4. Uma vez que o orotato esteja formado, a cadeia lateral de ribose-5-fosfato,
fornecida mais uma vez pelo PRPP, é ligada, produzindo orotidilato;
5. O orotidilato é então descarboxilado, originando uridilato, que é fosforilado
até UTP.
6. O CTP é formado a partir do UTP pela ação da citidilato-sintetase, com
formação de um intermediário acil-fosfato (consumindo um ATP). O doador
de nitrogênio normalmente é a glutamina, embora citidilato-sintetases de
muitas espécies possam utilizar diretamente o NH4;
● Regulação
-regulada por retroalimentação negativa;
-regulação da velocidade de síntese de nucleotídeos pirimídicos em bactérias
ocorre, em grande parte, sobre a ação da aspartato-transcarbamoilase (ATCase),
que catalisa a primeira reação da sequência e é inibida pelo CTP, o produto final da
sequência;
Quando o CTP não estiver ligado às subunidades reguladoras, a enzima apresenta
atividade máxima. À medida que o CTP se acumula e se liga às subunidades
reguladoras, estas sofrem uma mudança em sua conformação. Essa mudança é
transmitida às subunidades catalíticas, que então mudam para uma conformação
inativa. O ATP impede essas mudanças induzidas pelo CTP
➢ BASES PÚRICAS E PIRIMÍDICAS LIVRES SÃO RECICLADAS POR VIAS
DE SALVAÇÃO
-bases púricas e pirimídicas livres são constantemente liberadas nas células durante
a degradação metabólica dos nucleotídeos.
-As purinas livres são, em grande parte, salvas e reutilizadas para sintetizar
nucleotídeos, em uma via muito mais simples que a síntese de novo dos
nucleotídeos púricos;
-Uma das principais vias de salvação consiste em uma única reação, catalisada pela
adenosina-fosforribosil-transferase, na qual adenina livre reage com PRPP para
produzir o correspondente nucleotídeo da adenina:
Adenina + PRPP → AMP + PPi
-Guanina e hipoxantina (produto da desaminação da adenina) livres são salvas por
essa mesma via, pela hipoxantina-guanina-fosforribosil-transferase.
Hipoxantina + PRPP → IMP + PPi
Guanina + PRPP → GMP + PPi
-Existe uma via de salvação semelhante para bases pirimídicas em microrganismos
e, possivelmente, em mamíferos;
● UM DEFEITO GENÉTICO NA ATIVIDADE DA
HIPOXANTINA-GUANINA-FOSFORRIBOSIL-TRANSFERASE
-observado quase exclusivamente em crianças do sexo masculino, resulta no
conjunto de sintomas denominado síndrome de Lesch-Nyhan.
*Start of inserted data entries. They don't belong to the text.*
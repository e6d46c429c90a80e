//! Time responder.
//!
//! Devices with a clock (thermostats, climate displays, some remotes) ask
//! the coordinator for the time, either through the proprietary tunnel or
//! by reading the standard Time cluster. Both answers are built here from a
//! single [`TimeSnapshot`].

use chrono::{DateTime, Datelike, TimeZone, Timelike, Utc};
use serde::{Deserialize, Serialize};

use crate::value::AttributeValue;

/// Seconds between 1970-01-01 and 2000-01-01.
pub const Y2000_EPOCH_OFFSET: i64 = 946_684_800;

/// Proprietary tunnel command carrying a time-sync request and its answer.
pub const TIME_SYNC_COMMAND: u8 = 0x24;

/// Time cluster attribute ids.
pub mod attr {
    pub const TIME: u16 = 0x0000;
    pub const TIME_STATUS: u16 = 0x0001;
    pub const TIME_ZONE: u16 = 0x0002;
    pub const LOCAL_TIME: u16 = 0x0007;
}

/// Time status reported to devices: synchronized.
pub const TIME_STATUS_SYNCHRONIZED: u8 = 0x02;

/// UTC offset lookup.
pub trait OffsetProvider: Send + Sync {
    /// Offset from UTC, in seconds, in effect at `at`.
    fn offset_at(&self, at: DateTime<Utc>) -> i32;
}

impl<T: OffsetProvider + ?Sized> OffsetProvider for std::sync::Arc<T> {
    fn offset_at(&self, at: DateTime<Utc>) -> i32 {
        (**self).offset_at(at)
    }
}

/// The host's local time zone.
#[derive(Debug, Clone, Copy, Default)]
pub struct LocalZone;

impl OffsetProvider for LocalZone {
    fn offset_at(&self, at: DateTime<Utc>) -> i32 {
        chrono::Local
            .from_utc_datetime(&at.naive_utc())
            .offset()
            .local_minus_utc()
    }
}

/// A zone with a constant offset.
#[derive(Debug, Clone, Copy, Default)]
pub struct FixedZone(pub i32);

impl OffsetProvider for FixedZone {
    fn offset_at(&self, _at: DateTime<Utc>) -> i32 {
        self.0
    }
}

/// Epoch of the proprietary sync payload.
#[derive(Debug, Clone, Copy, Default, PartialEq, Eq, Serialize, Deserialize)]
#[serde(rename_all = "snake_case")]
pub enum SyncEpoch {
    /// Seconds since 1970-01-01.
    #[default]
    Unix,
    /// Seconds since 2000-01-01, used by older firmwares.
    Y2000,
}

/// Point-in-time answer to a device time query.
#[derive(Debug, Clone, PartialEq, Eq, Serialize, Deserialize)]
pub struct TimeSnapshot {
    /// UTC seconds since the Unix epoch.
    pub utc: i64,
    /// Local wall-clock seconds since the Unix epoch.
    pub local: i64,
    pub offset_seconds: i32,
    pub standard_offset_seconds: i32,
    pub dst: bool,
    pub year: i32,
    pub month: u32,
    pub day: u32,
    pub hour: u32,
    pub minute: u32,
    pub second: u32,
    /// 1 = Monday ... 7 = Sunday.
    pub weekday: u32,
}

impl TimeSnapshot {
    /// Proprietary sync payload: `[utc u32 BE][local u32 BE]`.
    pub fn sync_payload(&self, epoch: SyncEpoch) -> [u8; 8] {
        let shift = match epoch {
            SyncEpoch::Unix => 0,
            SyncEpoch::Y2000 => Y2000_EPOCH_OFFSET,
        };
        let utc = (self.utc - shift) as u32;
        let local = (self.local - shift) as u32;
        let mut payload = [0u8; 8];
        payload[..4].copy_from_slice(&utc.to_be_bytes());
        payload[4..].copy_from_slice(&local.to_be_bytes());
        payload
    }

    /// Sync response frame for the tunnel: `[seq u16 BE][payload]`.
    pub fn sync_response(&self, seq: u16, epoch: SyncEpoch) -> Vec<u8> {
        let mut frame = seq.to_be_bytes().to_vec();
        frame.extend_from_slice(&self.sync_payload(epoch));
        frame
    }

    /// Time cluster attributes, in attribute id order.
    pub fn cluster_attributes(&self) -> Vec<(u16, AttributeValue)> {
        vec![
            (
                attr::TIME,
                AttributeValue::Integer(self.utc - Y2000_EPOCH_OFFSET),
            ),
            (
                attr::TIME_STATUS,
                AttributeValue::Integer(i64::from(TIME_STATUS_SYNCHRONIZED)),
            ),
            (
                attr::TIME_ZONE,
                AttributeValue::Integer(i64::from(self.standard_offset_seconds)),
            ),
            (
                attr::LOCAL_TIME,
                AttributeValue::Integer(self.local - Y2000_EPOCH_OFFSET),
            ),
        ]
    }

    /// Value of a single Time cluster attribute, if supported.
    pub fn cluster_attribute(&self, attribute: u16) -> Option<AttributeValue> {
        self.cluster_attributes()
            .into_iter()
            .find(|(id, _)| *id == attribute)
            .map(|(_, value)| value)
    }
}

/// Builds [`TimeSnapshot`]s from a clock and a zone.
pub struct TimeResponder<Z = LocalZone> {
    zone: Z,
}

impl TimeResponder<LocalZone> {
    pub fn new() -> Self {
        Self { zone: LocalZone }
    }
}

impl Default for TimeResponder<LocalZone> {
    fn default() -> Self {
        Self::new()
    }
}

impl<Z: OffsetProvider> TimeResponder<Z> {
    pub fn with_zone(zone: Z) -> Self {
        Self { zone }
    }

    /// Snapshot of the current time.
    pub fn current_time(&self) -> TimeSnapshot {
        self.time_at(Utc::now())
    }

    /// Snapshot at a given instant.
    pub fn time_at(&self, now: DateTime<Utc>) -> TimeSnapshot {
        let offset = self.zone.offset_at(now);
        let january = self.offset_on(now.year(), 1);
        let july = self.offset_on(now.year(), 7);
        let standard = january.min(july);
        let dst = january != july && offset != standard;

        let local_dt = now + chrono::Duration::seconds(i64::from(offset));

        TimeSnapshot {
            utc: now.timestamp(),
            local: now.timestamp() + i64::from(offset),
            offset_seconds: offset,
            standard_offset_seconds: standard,
            dst,
            year: local_dt.year(),
            month: local_dt.month(),
            day: local_dt.day(),
            hour: local_dt.hour(),
            minute: local_dt.minute(),
            second: local_dt.second(),
            weekday: local_dt.weekday().number_from_monday(),
        }
    }

    fn offset_on(&self, year: i32, month: u32) -> i32 {
        match Utc.with_ymd_and_hms(year, month, 1, 0, 0, 0).single() {
            Some(at) => self.zone.offset_at(at),
            None => 0,
        }
    }
}

#[cfg(test)]
mod tests {
    use super::*;

    /// Central-European-like zone: +1h, +2h from April to October.
    struct SummerZone;

    impl OffsetProvider for SummerZone {
        fn offset_at(&self, at: DateTime<Utc>) -> i32 {
            if (4..=10).contains(&at.month()) {
                7200
            } else {
                3600
            }
        }
    }

    fn instant(y: i32, m: u32, d: u32, h: u32) -> DateTime<Utc> {
        Utc.with_ymd_and_hms(y, m, d, h, 0, 0).unwrap()
    }

    #[test]
    fn test_dst_in_summer() {
        let snap = TimeResponder::with_zone(SummerZone).time_at(instant(2024, 7, 15, 10));
        assert!(snap.dst);
        assert_eq!(snap.offset_seconds, 7200);
        assert_eq!(snap.standard_offset_seconds, 3600);
        assert_eq!(snap.local - snap.utc, 7200);
        assert_eq!(snap.hour, 12);
    }

    #[test]
    fn test_no_dst_in_winter() {
        let snap = TimeResponder::with_zone(SummerZone).time_at(instant(2024, 1, 15, 10));
        assert!(!snap.dst);
        assert_eq!(snap.offset_seconds, 3600);
    }

    #[test]
    fn test_fixed_zone_never_dst() {
        let snap = TimeResponder::with_zone(FixedZone(-5 * 3600)).time_at(instant(2024, 7, 15, 3));
        assert!(!snap.dst);
        assert_eq!(snap.day, 14);
        assert_eq!(snap.hour, 22);
        // 2024-07-14 is a Sunday
        assert_eq!(snap.weekday, 7);
    }

    #[test]
    fn test_sync_payload() {
        let snap = TimeResponder::with_zone(FixedZone(3600)).time_at(instant(2024, 1, 1, 0));
        let payload = snap.sync_payload(SyncEpoch::Unix);
        let utc = u32::from_be_bytes([payload[0], payload[1], payload[2], payload[3]]);
        let local = u32::from_be_bytes([payload[4], payload[5], payload[6], payload[7]]);
        assert_eq!(utc, 1_704_067_200);
        assert_eq!(local, 1_704_067_200 + 3600);

        let payload = snap.sync_payload(SyncEpoch::Y2000);
        let utc = u32::from_be_bytes([payload[0], payload[1], payload[2], payload[3]]);
        assert_eq!(i64::from(utc), 1_704_067_200 - Y2000_EPOCH_OFFSET);

        let frame = snap.sync_response(0x0102, SyncEpoch::Unix);
        assert_eq!(&frame[..2], &[0x01, 0x02]);
        assert_eq!(frame.len(), 10);
    }

    #[test]
    fn test_cluster_attributes() {
        let snap = TimeResponder::with_zone(FixedZone(3600)).time_at(instant(2000, 1, 2, 0));
        assert_eq!(
            snap.cluster_attribute(attr::TIME),
            Some(AttributeValue::Integer(86_400))
        );
        assert_eq!(
            snap.cluster_attribute(attr::LOCAL_TIME),
            Some(AttributeValue::Integer(86_400 + 3600))
        );
        assert_eq!(
            snap.cluster_attribute(attr::TIME_ZONE),
            Some(AttributeValue::Integer(3600))
        );
        assert!(snap.cluster_attribute(0x0003).is_none());
    }

    #[test]
    fn test_current_time_is_consistent() {
        let snap = TimeResponder::new().current_time();
        assert_eq!(snap.local - snap.utc, i64::from(snap.offset_seconds));
        assert!((1..=7).contains(&snap.weekday));
    }
}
Crianças com essa
doença genética, que se manifesta em torno dos dois anos, apresentam, algumas
vezes, baixa coordenação motora e deficiência intelectual. Além disso, são
extremamente agressivas e mostram tendências à compulsão autodestrutiva:
apresentam automutilação, mordendo dedos, artelhos e lábios. Os efeitos
devastadores da síndrome de Lesch-Nyhan ilustram a importância das vias de
salvação.
-Hipoxantina e guanina surgem constantemente da degradação dos ácidos
nucleicos. Na ausência da hipoxantina-guanina-fosforribosil-transferase, os níveis
de PRPP aumentam e ocorre uma superprodução de purinas pela via de novo,
resultando na produção de altos níveis de ácido úrico e lesão tecidual semelhante à
da gota;
O cérebro é especialmente dependente das vias de salvação e isso pode ser a
causa da lesão do sistema nervoso em crianças com síndrome de Lesch-Nyhan.
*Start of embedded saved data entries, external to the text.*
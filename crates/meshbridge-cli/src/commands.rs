//! Subcommand implementations.
//!
//! Each command returns a JSON document; `main` only prints it.

use std::path::Path;
use std::sync::Arc;

use anyhow::{bail, Context, Result};
use chrono::{DateTime, Utc};
use serde::Deserialize;
use serde_json::{json, Value};

use meshbridge_core::datapoint::decode_all;
use meshbridge_core::time::{FixedZone, LocalZone, OffsetProvider, SyncEpoch};
use meshbridge_core::{DatapointFrame, EngineConfig, MemorySink, TimeResponder};
use meshbridge_devices::{DeviceSession, InboundEvent, OutboundRequest};

/// Parse a hex string, ignoring whitespace and an optional `0x` prefix.
pub fn parse_hex(input: &str) -> Result<Vec<u8>> {
    let cleaned: String = input.chars().filter(|c| !c.is_whitespace()).collect();
    let cleaned = cleaned
        .strip_prefix("0x")
        .or_else(|| cleaned.strip_prefix("0X"))
        .unwrap_or(&cleaned);
    hex::decode(cleaned).with_context(|| format!("invalid hex input '{}'", input))
}

/// Decode a tunnel payload.
///
/// With `bare` the input carries no sequence header.
pub fn decode(input: &str, bare: bool) -> Result<Value> {
    let bytes = parse_hex(input)?;
    if bare {
        let datapoints = decode_all(&bytes).context("failed to decode datapoints")?;
        return Ok(json!({ "datapoints": datapoints }));
    }
    let frame = DatapointFrame::decode(&bytes).context("failed to decode frame")?;
    Ok(serde_json::to_value(frame)?)
}

/// Recorded inbound traffic for one device.
#[derive(Debug, Clone, Deserialize)]
#[serde(untagged)]
pub enum Trace {
    Detailed {
        #[serde(default = "default_device_id")]
        device_id: String,
        #[serde(default)]
        vendor: Option<String>,
        #[serde(default)]
        model: Option<String>,
        events: Vec<InboundEvent>,
    },
    Events(Vec<InboundEvent>),
}

fn default_device_id() -> String {
    "replay".to_string()
}

impl Trace {
    pub fn from_file(path: &Path) -> Result<Self> {
        let content = std::fs::read_to_string(path)
            .with_context(|| format!("failed to read trace {}", path.display()))?;
        Self::from_json_str(&content).with_context(|| format!("invalid trace {}", path.display()))
    }

    pub fn from_json_str(content: &str) -> Result<Self> {
        Ok(serde_json::from_str(content)?)
    }
}

fn describe_outbound(request: &OutboundRequest) -> Value {
    json!({
        "id": request.id.to_string(),
        "operation": request.operation,
    })
}

/// Run a trace through a fresh session.
///
/// Outbound requests are listed but never completed.
pub fn replay(trace: Trace, config: &EngineConfig) -> Result<Value> {
    let (device_id, vendor, model, events) = match trace {
        Trace::Detailed {
            device_id,
            vendor,
            model,
            events,
        } => (device_id, vendor, model, events),
        Trace::Events(events) => (default_device_id(), None, None, events),
    };

    let sink = Arc::new(MemorySink::new());
    let mut session =
        DeviceSession::new(device_id.clone(), config, sink.clone()).with_identity(vendor, model);

    tracing::info!(
        category = "replay",
        device_id = %device_id,
        events = events.len(),
        "Replaying trace"
    );

    let mut outbound = Vec::new();
    for event in events {
        for request in session.handle(event) {
            outbound.push(describe_outbound(&request));
        }
    }
    let learned = session.learn();

    Ok(json!({
        "device_id": device_id,
        "capabilities": session.store().to_json(),
        "dialects": session.profile().dialects,
        "zones": session.zones().iter().collect::<Vec<_>>(),
        "power": session.power().summary(),
        "learned_profile": learned,
        "outbound": outbound,
        "events": sink.events(),
    }))
}

/// Largest UTC offset accepted by `time`, one day.
const MAX_OFFSET_MINUTES: i32 = 24 * 60;

/// Current time answer, with the tunnel sync payload for `seq`.
pub fn time(
    offset_minutes: Option<i32>,
    epoch: SyncEpoch,
    seq: u16,
    now: DateTime<Utc>,
) -> Result<Value> {
    let zone: Arc<dyn OffsetProvider> = match offset_minutes {
        Some(minutes) => {
            if !(-MAX_OFFSET_MINUTES..=MAX_OFFSET_MINUTES).contains(&minutes) {
                bail!(
                    "offset of {} minutes is out of range (max {} either way)",
                    minutes,
                    MAX_OFFSET_MINUTES
                );
            }
            Arc::new(FixedZone(minutes * 60))
        }
        None => Arc::new(LocalZone),
    };
    let snapshot = TimeResponder::with_zone(zone).time_at(now);
    let attributes: serde_json::Map<String, Value> = snapshot
        .cluster_attributes()
        .into_iter()
        .map(|(id, value)| (format!("0x{:04x}", id), value.to_json()))
        .collect();

    Ok(json!({
        "snapshot": snapshot,
        "epoch": epoch,
        "sync_payload": hex::encode(snapshot.sync_payload(epoch)),
        "sync_response": hex::encode(snapshot.sync_response(seq, epoch)),
        "time_cluster": attributes,
    }))
}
Essa síndrome é outro alvo potencial para a terapia gênica;
● GOTA
-é uma doença das articulações, causada pela concentração elevada de ácido úrico
no sangue e nos tecidos.
-As articulações tornam-se inflamadas, doloridas e artríticas devido à deposição
anormal de cristais de urato de sódio.
-Os rins também são afetados, pois ácido úrico em excesso se deposita nos túbulos
renais.
-ocorre predominantemente em pessoas do sexo masculino.
-Sua causa precisa não é conhecida, mas frequentemente envolve uma excreção
reduzida de uratos1.
-A deficiência genética de alguma enzima do metabolismo das purinas também
pode ser um fator em alguns casos.
-pode ser tratada de maneira eficiente por uma combinação de terapias nutricionais
e farmacológicas. Alimentos especialmente ricos em nucleotídeos e ácidos
nucleicos, como fígado ou produtos glandulares, devem ser removidos da dieta. Um
grande alívio dos sintomas pode ser obtido pela administração de alopurinol, que
inibe a xantina-oxidase, a enzima que catalisa a conversão de purinas em ácido
úrico. O alopurinol é um substrato da xantina-oxidase, que o converte em oxipurinol
(aloxantina). O oxipurinol inativa a forma reduzida da enzima permanecendo
fortemente ligado ao seu sítio ativo. Quando a xantina- -oxidase é inibida, os
produtos de excreção do metabolismo das purinas são xantina e hipoxantina, que
1 sal do ácido úrico;
são mais hidrossolúveis que o ácido úrico e apresentam menor probabilidade de
formar depósitos de cristais;
● NUCLEOSÍDEOS MONOFOSFATADOS SÃO CONVERTIDOSEM
NUCLEOSÍDEOS TRIFOSFATADOS
-Nucleotídeos a serem utilizados em vias biossintéticas geralmente são convertidos
em nucleosídeos trifosfatados;
-As vias de conversão são comuns a todas as células.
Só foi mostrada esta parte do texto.